Gracias, Carmen, por todo lo que hiciste por mí, por escucharme con tanta compasión y amor cuando te llamé a Canadá para contarte llorando, desde Miami, lo que había pasado cuando conversamos Cristina Colás y yo. Qué mal me hizo sentir esa mujer, Dios, delante de mis hermanas de comunidad en Santiago. Sentí su desprecio, no sé por qué esa mujer se portó así conmigo. No hay peor astilla, dicen, que la del mismo palo. Pero le deseo bien, sé que se fue a vivir a Puerto Rico, ella solo cumplió su papel en esta trama misteriosa y muy dolorosa que me tocó vivir. Sin embargo, aprendí tanto en esos tres años, fue más que una universidad, vivir entre los pobres, con los pobres y «En todo, amar y servir». Fue como un retiro de tres años que me hizo conocerme, adentrarme en lo más íntimo y desconocido de mi ser y de los otros. La vida religiosa es muy hermosa. Es mi experiencia.

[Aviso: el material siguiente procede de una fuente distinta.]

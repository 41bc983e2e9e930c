use std::panic::Location;
use std::time::{Duration, Instant};

use tracing::info;

/// Measures the wall-clock time from creation until drop and logs it at `info` level, tagged
/// with a label and the source location that created the guard.
///
/// # Examples
///
/// ```
/// use fixed_pool_stress::Measure;
///
/// {
///     let _measure = Measure::new("allocate");
///     // Work to be timed.
/// }
/// // The elapsed time has been logged here.
/// ```
#[derive(Debug)]
#[must_use = "the measurement ends when the guard is dropped"]
pub struct Measure {
    label: &'static str,
    location: &'static Location<'static>,
    start: Instant,
}

impl Measure {
    /// Starts a measurement.
    #[track_caller]
    pub fn new(label: &'static str) -> Self {
        Self {
            label,
            location: Location::caller(),
            start: Instant::now(),
        }
    }

    /// Time elapsed since the measurement started.
    #[must_use]
    pub fn elapsed(&self) -> Duration {
        self.start.elapsed()
    }
}

impl Drop for Measure {
    #[cfg_attr(test, mutants::skip)] // Only logs.
    fn drop(&mut self) {
        let elapsed = self.elapsed();

        info!(
            label = self.label,
            file = self.location.file(),
            line = self.location.line(),
            elapsed_ms = elapsed.as_secs_f64() * 1000.0,
            "measured"
        );
    }
}

#[cfg(test)]
#[cfg_attr(coverage_nightly, coverage(off))]
mod tests {
    use std::thread;

    use static_assertions::assert_impl_all;

    use super::*;

    assert_impl_all!(Measure: Send, Sync);

    #[test]
    fn records_creation_site() {
        let measure = Measure::new("here");

        assert_eq!(measure.label, "here");
        assert_eq!(measure.location.file(), file!());
    }

    #[test]
    fn elapsed_grows() {
        let measure = Measure::new("sleep");

        thread::sleep(Duration::from_millis(5));

        assert!(measure.elapsed() >= Duration::from_millis(5));
    }
}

Carmen, estás en el lugar que tanto anhelamos los cristianos, junto a Jesús, a quien amaste hasta entregarle tu vida a él. Y de qué manera. Después de haber salido de Cuba en los 60, Carmen y las cubanas de la Sociedad, muchas de ellas, se instalaron en Puerto Rico, allí llegó ella a ocupar un alto cargo en la Universidad del Sagrado Corazón de San Juan, fue directora del Departamento de Humanidades, siempre fue amante de la literatura, como yo. Todo ese éxito y esa comodidad, las dejó un día bueno en que pudo regresar a Cuba a mediados de los 70, para refundar la Sociedad en La Habana, pasó muchos trabajos, vivió en lugares inhóspitos, pero logró, con la gracia de Dios, hacer que la congregación tuviera nuevas y jóvenes vocaciones, abrió tres comunidades: una en Santiago de Cuba, la otra en Catalina de Güines y la casa madre, en La Habana. Fue por muchos años profesora del Seminario San Carlos, y vio su sueño convertido en realidad después de un exilio doloroso. Mi gratitud eterna por mí y por todo lo que hizo en Cuba.
Un abrazo, hermana, nos vemos en la casa del Padre.